Computer science researchers from the University of Rochester have developed an app for health departments that uses natural language processing and artificial intelligence to identify food poisoning-related tweets, connect them to restaurants using geotagging and identify likely hot spots.
The team presented the results of its research at the 30th Association for the Advancement of Artificial Intelligence (AAAI) conference in Phoenix, Arizona, in February. The project was supported by grants from the National Science Foundation, the National Institutes of Health and the Intel Science and Technology Center for Pervasive Computing.
Location-based epidemiology is nothing new. John Snow, credited as the world’s first epidemiologist, used maps of London in 1666 to identify the source of the Cholera epidemic that was rampaging the city (a neighborhood well) and in the process discovered the connection between the disease and water sources.
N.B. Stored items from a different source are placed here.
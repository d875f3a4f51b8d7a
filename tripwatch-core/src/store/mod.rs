//! Secret storage abstraction.
//!
//! This module provides:
//! - [`Secret`] - A wrapper for sensitive values that prevents accidental logging
//! - [`SecretStore`] - Trait for secret storage backends
//! - [`MemoryStore`] - In-memory implementation for tests and throwaway sessions
//! - [`FileStore`] - JSON file in the client's data directory
//! - [`KeyringStore`] - OS keyring implementation (with `keyring-store` feature)
//! - [`create_store`] - Helper to select a backend by [`StoreKind`]
//!
//! The session record lives under a single key, see
//! [`SESSION_KEY`](crate::tokens::SESSION_KEY).

use std::path::Path;
use std::str::FromStr;

use async_trait::async_trait;
use serde::{Deserialize, Serialize};
use thiserror::Error;
use zeroize::{Zeroize, ZeroizeOnDrop};

mod file;
#[cfg(feature = "keyring-store")]
mod keyring;
mod memory;

pub use file::FileStore;
#[cfg(feature = "keyring-store")]
pub use keyring::KeyringStore;
pub use memory::MemoryStore;

/// A secret value that prevents accidental exposure in logs.
///
/// The inner value is only accessible via [`expose()`](Secret::expose).
/// Debug and Display implementations show `[REDACTED]` instead of the value,
/// and the buffer is wiped when the secret is dropped.
#[derive(Clone, Serialize, Deserialize, Zeroize, ZeroizeOnDrop)]
#[serde(transparent)]
pub struct Secret(String);

impl Secret {
    /// Create a new secret from a string value.
    pub fn new(value: impl Into<String>) -> Self {
        Self(value.into())
    }

    /// Expose the secret value.
    ///
    /// Use sparingly and never log the result.
    pub fn expose(&self) -> &str {
        &self.0
    }

    /// Whether the secret holds no characters.
    pub fn is_empty(&self) -> bool {
        self.0.is_empty()
    }
}

impl std::fmt::Debug for Secret {
    fn fmt(&self, f: &mut std::fmt::Formatter<'_>) -> std::fmt::Result {
        write!(f, "Secret([REDACTED])")
    }
}

impl std::fmt::Display for Secret {
    fn fmt(&self, f: &mut std::fmt::Formatter<'_>) -> std::fmt::Result {
        write!(f, "[REDACTED]")
    }
}

impl PartialEq for Secret {
    fn eq(&self, other: &Self) -> bool {
        self.0 == other.0
    }
}

impl Eq for Secret {}

/// Error type for secret store operations.
#[derive(Debug, Error)]
pub enum StoreError {
    /// The storage backend encountered an error.
    #[error("backend error: {message}")]
    BackendError { message: String },

    /// Reading or writing the backing file failed.
    #[error("I/O error: {0}")]
    Io(#[from] std::io::Error),

    /// Serialization or deserialization failed.
    #[error("serialization error: {0}")]
    SerializationError(#[from] serde_json::Error),

    /// The keyring backend is not available.
    #[error("keyring not available: {message}")]
    KeyringUnavailable { message: String },
}

/// Abstraction over secret storage backends.
#[async_trait]
pub trait SecretStore: Send + Sync {
    /// Retrieve a secret by key.
    ///
    /// Returns `Ok(None)` if the key doesn't exist.
    async fn get(&self, key: &str) -> Result<Option<Secret>, StoreError>;

    /// Store a secret at the given key.
    ///
    /// Overwrites any existing value.
    async fn set(&self, key: &str, secret: &Secret) -> Result<(), StoreError>;

    /// Delete a secret by key.
    ///
    /// Returns `Ok(())` even if the key didn't exist.
    async fn delete(&self, key: &str) -> Result<(), StoreError>;

    /// Check if a key exists without retrieving the value.
    async fn exists(&self, key: &str) -> Result<bool, StoreError> {
        Ok(self.get(key).await?.is_some())
    }
}

/// Which backend persists the session record.
#[derive(Debug, Clone, Copy, PartialEq, Eq, Default, Serialize, Deserialize)]
#[serde(rename_all = "lowercase")]
pub enum StoreKind {
    /// Process-local; nothing survives a restart.
    Memory,
    /// `credentials.json` in the data directory.
    #[default]
    File,
    /// Platform keyring.
    Keyring,
}

impl FromStr for StoreKind {
    type Err = String;

    fn from_str(s: &str) -> Result<Self, Self::Err> {
        match s.to_lowercase().as_str() {
            "memory" => Ok(Self::Memory),
            "file" => Ok(Self::File),
            "keyring" => Ok(Self::Keyring),
            _ => Err(format!("unknown storage backend: {}", s)),
        }
    }
}

impl std::fmt::Display for StoreKind {
    fn fmt(&self, f: &mut std::fmt::Formatter<'_>) -> std::fmt::Result {
        match self {
            Self::Memory => write!(f, "memory"),
            Self::File => write!(f, "file"),
            Self::Keyring => write!(f, "keyring"),
        }
    }
}

/// Create a secret store for the requested backend.
///
/// # Backend Selection Logic
///
/// - `Keyring`: attempts a [`KeyringStore`]; falls back to [`FileStore`] with a
///   warning if the keyring is unavailable or the feature is disabled
/// - `File`: a [`FileStore`] at `data_dir/credentials.json`
/// - `Memory`: a [`MemoryStore`]
pub fn create_store(kind: StoreKind, data_dir: &Path) -> Box<dyn SecretStore> {
    match kind {
        StoreKind::Memory => {
            tracing::debug!("Using in-memory secret storage");
            Box::new(MemoryStore::new())
        }
        StoreKind::File => file_store(data_dir),
        StoreKind::Keyring => {
            #[cfg(feature = "keyring-store")]
            match KeyringStore::try_new("tripwatch") {
                Ok(store) => {
                    tracing::info!("Using OS keyring for secret storage");
                    return Box::new(store);
                }
                Err(e) => {
                    tracing::warn!(
                        "Keyring unavailable ({}), falling back to file storage",
                        e
                    );
                }
            }

            #[cfg(not(feature = "keyring-store"))]
            tracing::warn!(
                "Keyring storage requested but keyring-store feature not enabled. \
                 Using file storage."
            );

            file_store(data_dir)
        }
    }
}

fn file_store(data_dir: &Path) -> Box<dyn SecretStore> {
    let path = data_dir.join("credentials.json");
    tracing::debug!("Using file secret storage at {:?}", path);
    Box::new(FileStore::new(path))
}

#[cfg(test)]
mod tests {
    use super::*;

    #[test]
    fn test_secret_debug_redacted() {
        let secret = Secret::new("super-secret");
        let debug = format!("{:?}", secret);
        assert!(!debug.contains("super-secret"));
        assert!(debug.contains("REDACTED"));
    }

    #[test]
    fn test_secret_display_redacted() {
        let secret = Secret::new("super-secret");
        let display = format!("{}", secret);
        assert!(!display.contains("super-secret"));
        assert!(display.contains("REDACTED"));
    }

    #[test]
    fn test_secret_serializes_as_plain_string() {
        let json = serde_json::to_string(&Secret::new("abc")).unwrap();
        assert_eq!(json, "\"abc\"");

        let back: Secret = serde_json::from_str("\"abc\"").unwrap();
        assert_eq!(back.expose(), "abc");
    }

    #[test]
    fn test_store_kind_parse() {
        assert_eq!("memory".parse::<StoreKind>().unwrap(), StoreKind::Memory);
        assert_eq!("FILE".parse::<StoreKind>().unwrap(), StoreKind::File);
        assert_eq!("keyring".parse::<StoreKind>().unwrap(), StoreKind::Keyring);
        assert!("vault".parse::<StoreKind>().is_err());
    }

    #[tokio::test]
    async fn test_create_store_memory() {
        let dir = tempfile::TempDir::new().unwrap();
        let store = create_store(StoreKind::Memory, dir.path());

        store.set("test-key", &Secret::new("test")).await.unwrap();
        let retrieved = store.get("test-key").await.unwrap();
        assert_eq!(retrieved.unwrap().expose(), "test");
    }

    #[tokio::test]
    async fn test_create_store_file_writes_into_data_dir() {
        let dir = tempfile::TempDir::new().unwrap();
        let store = create_store(StoreKind::File, dir.path());

        store.set("test-key", &Secret::new("test")).await.unwrap();
        assert!(dir.path().join("credentials.json").exists());
    }
}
However, as the researchers showed, it’s now possible to deduce the source of outbreaks using publicly available social media content and deep learning algorithms trained to recognize the linguistic traits associated with a disease – “I feel nauseous,” for instance.
“We don’t need to go door to door like John Snow did,” says Adam Sadilek, a researcher who worked on the project at the University of Rochester and who is now at Google Research. “We can use all this data and mine it automatically.”
The work presented at AAAI described a recent collaboration with the Las Vegas health department, where officials used the app they developed, called nEmesis, to improve the city’s inspection protocols.
Typically, cities (including Las Vegas) use a random system to decide which restaurants to inspect on any given day. The research team convinced Las Vegas officials to replace their random system with a list of possible sites of infection derived using their smart algorithms.
In a controlled experiment, half of the inspections were performed using the random approach and half were done using nEmesis, without the inspectors knowing that any change had occurred in the system.
“Each morning we gave the city a list of places where we knew that something was wrong so they could do an inspection of those restaurants,” Sadilek said.
For three months, the system automatically scanned an average of 16,000 tweets from 3,600 users each day. 1,000 of those tweets snapped to a specific restaurant and of those, approximately 12 contained content that likely signified food poisoning. They used these tweets to generate a list of highest-priority locations for inspections.
Analyzing the results of the experiment, they found the tweet-based system led to citations for health violations in 15 percent of inspections, compared to 9 percent using the random system. Some of the inspections led to warnings; others resulted in closures.
The researchers estimate that these improvements to the efficacy of the inspections led to 9,000 fewer food poisoning incidents and 557 fewer hospitalization in Las Vegas during the course of the study.